_EXERCISE_. Each line in the data holding "OnionAnnounceResponse" should be listed.
DATA FOR THE TASK: Begin
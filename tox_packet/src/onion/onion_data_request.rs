/*! OnionDataRequest packet
*/

use super::*;

use crypto_box::aead::{Aead, Error as AeadError};

use crate::errors::*;

use nom::{
    bytes::complete::{tag, take},
    combinator::{map_parser, rest, rest_len, verify},
};

/// Maximum size of `InnerOnionDataRequest`.
pub const ONION_DATA_REQUEST_MAX_SIZE: usize = ONION_DATA_REQUEST_MIN_SIZE + MAX_DATA_REQUEST_SIZE;

/** It's used to send data requests to dht node using onion paths.

When DHT node receives `OnionDataRequest` it sends `OnionDataResponse` to
destination node for which data request is intended. Thus, data request will
go through 7 intermediate nodes until destination node gets it - 3 nodes with
OnionRequests, onion node that handles `OnionDataRequest` and 3 nodes with
OnionResponses.

Serialized form:

Length   | Content
-------- | ------
`1`      | `0x85`
`32`     | `PublicKey` of destination node
`24`     | `Nonce`
`32`     | Temporary `PublicKey`
variable | Payload

where payload is encrypted [`OnionDataResponsePayload`](./struct.OnionDataResponsePayload.html)

*/
#[derive(Clone, Debug, Eq, PartialEq)]
pub struct InnerOnionDataRequest {
    /// `PublicKey` of destination node
    pub destination_pk: PublicKey,
    /// Nonce for the current encrypted payload
    pub nonce: Nonce,
    /// Temporary `PublicKey` for the current encrypted payload
    pub temporary_pk: PublicKey,
    /// Encrypted payload
    pub payload: Vec<u8>,
}

impl FromBytes for InnerOnionDataRequest {
    fn from_bytes(input: &[u8]) -> IResult<&[u8], Self> {
        let (input, _) = tag(&[0x85][..])(input)?;
        // 1 is for the packet kind that is already consumed
        let (input, _) = verify(rest_len, |len| {
            *len + 1 >= ONION_DATA_REQUEST_MIN_SIZE && *len + 1 <= ONION_DATA_REQUEST_MAX_SIZE
        })(input)?;
        let (input, destination_pk) = PublicKey::from_bytes(input)?;
        let (input, nonce) = Nonce::from_bytes(input)?;
        let (input, temporary_pk) = PublicKey::from_bytes(input)?;
        let (input, payload) = rest(input)?;
        Ok((input, InnerOnionDataRequest {
            destination_pk,
            nonce,
            temporary_pk,
            payload: payload.to_vec()
        }))
    }
}

impl ToBytes for InnerOnionDataRequest {
    #[rustfmt::skip]
    fn to_bytes<'a>(&self, buf: (&'a mut [u8], usize)) -> Result<(&'a mut [u8], usize), GenError> {
        do_gen!(buf,
            gen_be_u8!(0x85) >>
            gen_slice!(self.destination_pk.as_bytes()) >>
            gen_slice!(self.nonce.as_ref()) >>
            gen_slice!(self.temporary_pk.as_bytes()) >>
            gen_slice!(self.payload.as_slice()) >>
            gen_len_limit(ONION_DATA_REQUEST_MAX_SIZE)
        )
    }
}

impl InnerOnionDataRequest {
    /** Create `InnerOnionDataRequest` from `OnionDataResponsePayload`
    encrypting it with `shared_secret` and `nonce`.

    The same nonce is used for the inner `OnionDataResponsePayload` layer which
    is encrypted with a different key. It must never be reused for another
    request.
    */
    pub fn new(
        shared_secret: &SalsaBox,
        destination_pk: PublicKey,
        temporary_pk: PublicKey,
        nonce: Nonce,
        payload: &OnionDataResponsePayload
    ) -> Result<InnerOnionDataRequest, BuildPacketError> {
        let len = payload.size();
        if len > MAX_DATA_REQUEST_SIZE {
            return Err(BuildPacketError::TooLong { len, max: MAX_DATA_REQUEST_SIZE });
        }

        let mut buf = [0; MAX_DATA_REQUEST_SIZE];
        let (_, size) = payload.to_bytes((&mut buf, 0))?;
        let payload = shared_secret.encrypt((&nonce).into(), &buf[..size])
            .map_err(|AeadError| BuildPacketError::Encrypt)?;

        Ok(InnerOnionDataRequest {
            destination_pk,
            nonce,
            temporary_pk,
            payload,
        })
    }

    /** Decrypt payload and try to parse it as `OnionDataResponsePayload`.

    Returns `Error` in case of failure:

    - fails to decrypt
    - fails to parse as `OnionDataResponsePayload`
    */
    pub fn get_payload(&self, shared_secret: &SalsaBox) -> Result<OnionDataResponsePayload, GetPayloadError> {
        let decrypted = shared_secret.decrypt((&self.nonce).into(), self.payload.as_slice())
            .map_err(|AeadError| GetPayloadError::decrypt())?;
        match OnionDataResponsePayload::from_bytes(&decrypted) {
            Err(error) => Err(GetPayloadError::deserialize(error, decrypted.clone())),
            Ok((_, inner)) => Ok(inner),
        }
    }
}

/** Same as `InnerOnionDataRequest` but with `OnionReturn` addresses. It's sent
from the third node from onion chain to the destination node.

See [`InnerOnionDataRequest`](./struct.InnerOnionDataRequest.html) for additional docs.

Serialized form:

Length   | Content
-------- | ------
`1`      | `0x85`
`32`     | `PublicKey` of destination node
`24`     | `Nonce`
`32`     | Temporary `PublicKey`
variable | Payload
`177`    | `OnionReturn`

*/
#[derive(Clone, Debug, Eq, PartialEq)]
pub struct OnionDataRequest {
    /// Inner onion data request that was enclosed in onion packets
    pub inner: InnerOnionDataRequest,
    /// Return address encrypted by the third node from onion chain
    pub onion_return: OnionReturn
}

impl FromBytes for OnionDataRequest {
    fn from_bytes(input: &[u8]) -> IResult<&[u8], Self> {
        let (input, rest_len) = verify(rest_len, |len| *len <= ONION_MAX_PACKET_SIZE && *len >= ONION_RETURN_3_SIZE)(input)?;
        let (input, inner) = map_parser(take(rest_len - ONION_RETURN_3_SIZE), InnerOnionDataRequest::from_bytes)(input)?;
        let (input, onion_return) = OnionReturn::from_bytes(input)?;
        Ok((input, OnionDataRequest { inner, onion_return }))
    }
}

impl ToBytes for OnionDataRequest {
    #[rustfmt::skip]
    fn to_bytes<'a>(&self, buf: (&'a mut [u8], usize)) -> Result<(&'a mut [u8], usize), GenError> {
        do_gen!(buf,
            gen_call!(|buf, inner| InnerOnionDataRequest::to_bytes(inner, buf), &self.inner) >>
            gen_call!(|buf, onion_return| OnionReturn::to_bytes(onion_return, buf), &self.onion_return) >>
            gen_len_limit(ONION_MAX_PACKET_SIZE)
        )
    }
}
/*! OnionAnnounceRequest packet with OnionAnnounceRequestPayload
*/

use super::*;

use crypto_box::aead::{Aead, Error as AeadError};
use rand::{CryptoRng, Rng};

use crate::errors::*;

use nom::{
    bytes::complete::take,
    combinator::{map_parser, rest, rest_len, verify},
    number::complete::le_u64,
};

/// Size of `OnionAnnounceRequestPayload` without extra data.
const ONION_ANNOUNCE_REQUEST_PAYLOAD_MIN_SIZE: usize = PING_ID_SIZE + PUBLICKEYBYTES * 2 + 8;

/** It's used for announcing ourselves to onion node and for looking for other
announced nodes.

If we want to announce ourselves we should send one `OnionAnnounceRequest`
packet with PingId set to 0 to acquire correct PingId of onion node. Then using
this PingId we can send another `OnionAnnounceRequest` to be added to onion
nodes list. If `OnionAnnounceRequest` succeed we will get `OnionAnnounceResponse`
with announce_status set to 2. Otherwise announce_status will be set to 0.

If we are looking for another node we should send `OnionAnnounceRequest` packet
with PingId set to 0 and with `PublicKey` of this node. If node is found we will
get `OnionAnnounceResponse` with announce_status set to 1 and the data
`PublicKey` of the found node.

Serialized form:

Length   | Content
-------- | ------
`1`      | `0x83` or `0x87`
`24`     | `Nonce`
`32`     | `PublicKey` of the sender
variable | Payload

where payload is encrypted [`OnionAnnounceRequestPayload`](./struct.OnionAnnounceRequestPayload.html).
Legacy (`0x83`) packets are exactly `ONION_ANNOUNCE_REQUEST_MIN_SIZE` bytes long,
extended (`0x87`) packets may be up to `ONION_ANNOUNCE_REQUEST_MAX_SIZE` bytes.

*/
#[derive(Clone, Debug, Eq, PartialEq)]
pub struct InnerOnionAnnounceRequest {
    /// Form of the request
    pub format: AnnounceFormat,
    /// Nonce for the current encrypted payload
    pub nonce: Nonce,
    /// Temporary or real `PublicKey` for the current encrypted payload
    pub pk: PublicKey,
    /// Encrypted payload
    pub payload: Vec<u8>,
}

impl FromBytes for InnerOnionAnnounceRequest {
    fn from_bytes(input: &[u8]) -> IResult<&[u8], Self> {
        let (input, format) = AnnounceFormat::request_from_bytes(input)?;
        // 1 is for the packet kind that is already consumed
        let (input, _) = verify(rest_len, |len| {
            *len + 1 >= ONION_ANNOUNCE_REQUEST_MIN_SIZE && *len + 1 <= format.request_max_size()
        })(input)?;
        let (input, nonce) = Nonce::from_bytes(input)?;
        let (input, pk) = PublicKey::from_bytes(input)?;
        let (input, payload) = rest(input)?;
        Ok((input, InnerOnionAnnounceRequest {
            format,
            nonce,
            pk,
            payload: payload.to_vec(),
        }))
    }
}

impl ToBytes for InnerOnionAnnounceRequest {
    #[rustfmt::skip]
    fn to_bytes<'a>(&self, buf: (&'a mut [u8], usize)) -> Result<(&'a mut [u8], usize), GenError> {
        do_gen!(buf,
            gen_be_u8!(self.format.request_kind()) >>
            gen_slice!(self.nonce.as_ref()) >>
            gen_slice!(self.pk.as_bytes()) >>
            gen_slice!(self.payload.as_slice()) >>
            gen_len_limit(self.format.request_max_size())
        )
    }
}

impl InnerOnionAnnounceRequest {
    /// Create new `InnerOnionAnnounceRequest` object sealing the payload with
    /// a fresh nonce.
    ///
    /// Fails if the packet would exceed the maximum size of its form.
    pub fn new<R: Rng + CryptoRng>(
        rng: &mut R,
        shared_secret: &SalsaBox,
        format: AnnounceFormat,
        pk: PublicKey,
        payload: &OnionAnnounceRequestPayload,
    ) -> Result<InnerOnionAnnounceRequest, BuildPacketError> {
        let len = ONION_ANNOUNCE_REQUEST_MIN_SIZE + payload.extra_data.len();
        if len > format.request_max_size() {
            return Err(BuildPacketError::TooLong { len, max: format.request_max_size() });
        }

        let nonce = gen_nonce(rng);
        let mut buf = [0; ONION_ANNOUNCE_REQUEST_MAX_SIZE];
        let (_, size) = payload.to_bytes((&mut buf, 0))?;
        let payload = shared_secret.encrypt((&nonce).into(), &buf[..size])
            .map_err(|AeadError| BuildPacketError::Encrypt)?;

        Ok(InnerOnionAnnounceRequest {
            format,
            nonce,
            pk,
            payload,
        })
    }

    /** Decrypt payload and try to parse it as `OnionAnnounceRequestPayload`.

    Returns `Error` in case of failure:

    - fails to decrypt
    - fails to parse as `OnionAnnounceRequestPayload`
    */
    pub fn get_payload(&self, shared_secret: &SalsaBox) -> Result<OnionAnnounceRequestPayload, GetPayloadError> {
        let decrypted = shared_secret.decrypt((&self.nonce).into(), self.payload.as_slice())
            .map_err(|AeadError| GetPayloadError::decrypt())?;
        match OnionAnnounceRequestPayload::from_bytes(&decrypted) {
            Err(error) => Err(GetPayloadError::deserialize(error, decrypted.clone())),
            Ok((_, payload)) => Ok(payload),
        }
    }
}

/** Same as `InnerOnionAnnounceRequest` but with `OnionReturn` addresses. It's
sent from the third node from onion chain to the announce node.

Serialized form:

Length   | Content
-------- | ------
`1`      | `0x83` or `0x87`
`24`     | `Nonce`
`32`     | `PublicKey` of the sender
variable | Payload
`177`    | `OnionReturn`

*/
#[derive(Clone, Debug, Eq, PartialEq)]
pub struct OnionAnnounceRequest {
    /// Inner announce request that was enclosed in onion packets
    pub inner: InnerOnionAnnounceRequest,
    /// Return address encrypted by the third node from onion chain
    pub onion_return: OnionReturn,
}

impl FromBytes for OnionAnnounceRequest {
    fn from_bytes(input: &[u8]) -> IResult<&[u8], Self> {
        let (input, rest_len) = verify(rest_len, |len| *len <= ONION_MAX_PACKET_SIZE && *len >= ONION_RETURN_3_SIZE)(input)?;
        let (input, inner) = map_parser(take(rest_len - ONION_RETURN_3_SIZE), InnerOnionAnnounceRequest::from_bytes)(input)?;
        let (input, onion_return) = OnionReturn::from_bytes(input)?;
        Ok((input, OnionAnnounceRequest { inner, onion_return }))
    }
}

impl ToBytes for OnionAnnounceRequest {
    #[rustfmt::skip]
    fn to_bytes<'a>(&self, buf: (&'a mut [u8], usize)) -> Result<(&'a mut [u8], usize), GenError> {
        do_gen!(buf,
            gen_call!(|buf, inner| InnerOnionAnnounceRequest::to_bytes(inner, buf), &self.inner) >>
            gen_call!(|buf, onion_return| OnionReturn::to_bytes(onion_return, buf), &self.onion_return) >>
            gen_len_limit(ONION_MAX_PACKET_SIZE)
        )
    }
}

/** Unencrypted payload of `OnionAnnounceRequest` packet.

Serialized form:

Length     | Content
---------- | ------
`32`       | Onion ping id
`32`       | `PublicKey` we are searching for
`32`       | `PublicKey` that should be used for sending data packets
`8`        | Data to send back in response
`[0, 136]` | Extra data (only in `0x87` requests)

*/
#[derive(Clone, Debug, Eq, PartialEq)]
pub struct OnionAnnounceRequestPayload {
    /// Onion ping id
    pub ping_id: [u8; PING_ID_SIZE],
    /// `PublicKey` we are searching for
    pub search_pk: PublicKey,
    /// `PublicKey` that should be used for sending data packets
    pub data_pk: PublicKey,
    /// Data to send back in response
    pub sendback_data: u64,
    /// Opaque data for the extra data producer of the announce node
    pub extra_data: Vec<u8>,
}

impl FromBytes for OnionAnnounceRequestPayload {
    fn from_bytes(input: &[u8]) -> IResult<&[u8], Self> {
        let (input, ping_id) = <[u8; PING_ID_SIZE]>::from_bytes(input)?;
        let (input, search_pk) = PublicKey::from_bytes(input)?;
        let (input, data_pk) = PublicKey::from_bytes(input)?;
        let (input, sendback_data) = le_u64(input)?;
        let (input, extra_data) = verify(rest, |extra: &[u8]| extra.len() <= ONION_MAX_EXTRA_DATA_SIZE)(input)?;
        Ok((input, OnionAnnounceRequestPayload {
            ping_id,
            search_pk,
            data_pk,
            sendback_data,
            extra_data: extra_data.to_vec(),
        }))
    }
}

impl ToBytes for OnionAnnounceRequestPayload {
    #[rustfmt::skip]
    fn to_bytes<'a>(&self, buf: (&'a mut [u8], usize)) -> Result<(&'a mut [u8], usize), GenError> {
        do_gen!(buf,
            gen_slice!(self.ping_id.as_ref()) >>
            gen_slice!(self.search_pk.as_bytes()) >>
            gen_slice!(self.data_pk.as_bytes()) >>
            gen_le_u64!(self.sendback_data) >>
            gen_slice!(self.extra_data.as_slice()) >>
            gen_len_limit(ONION_ANNOUNCE_REQUEST_PAYLOAD_MIN_SIZE + ONION_MAX_EXTRA_DATA_SIZE)
        )
    }
}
DATA FOR THE TASK: End
_RESPONSE TO THIS TASK_.
nodes list. If `OnionAnnounceRequest` succeed we will get `OnionAnnounceResponse`
get `OnionAnnounceResponse` with announce_status set to 1 and the data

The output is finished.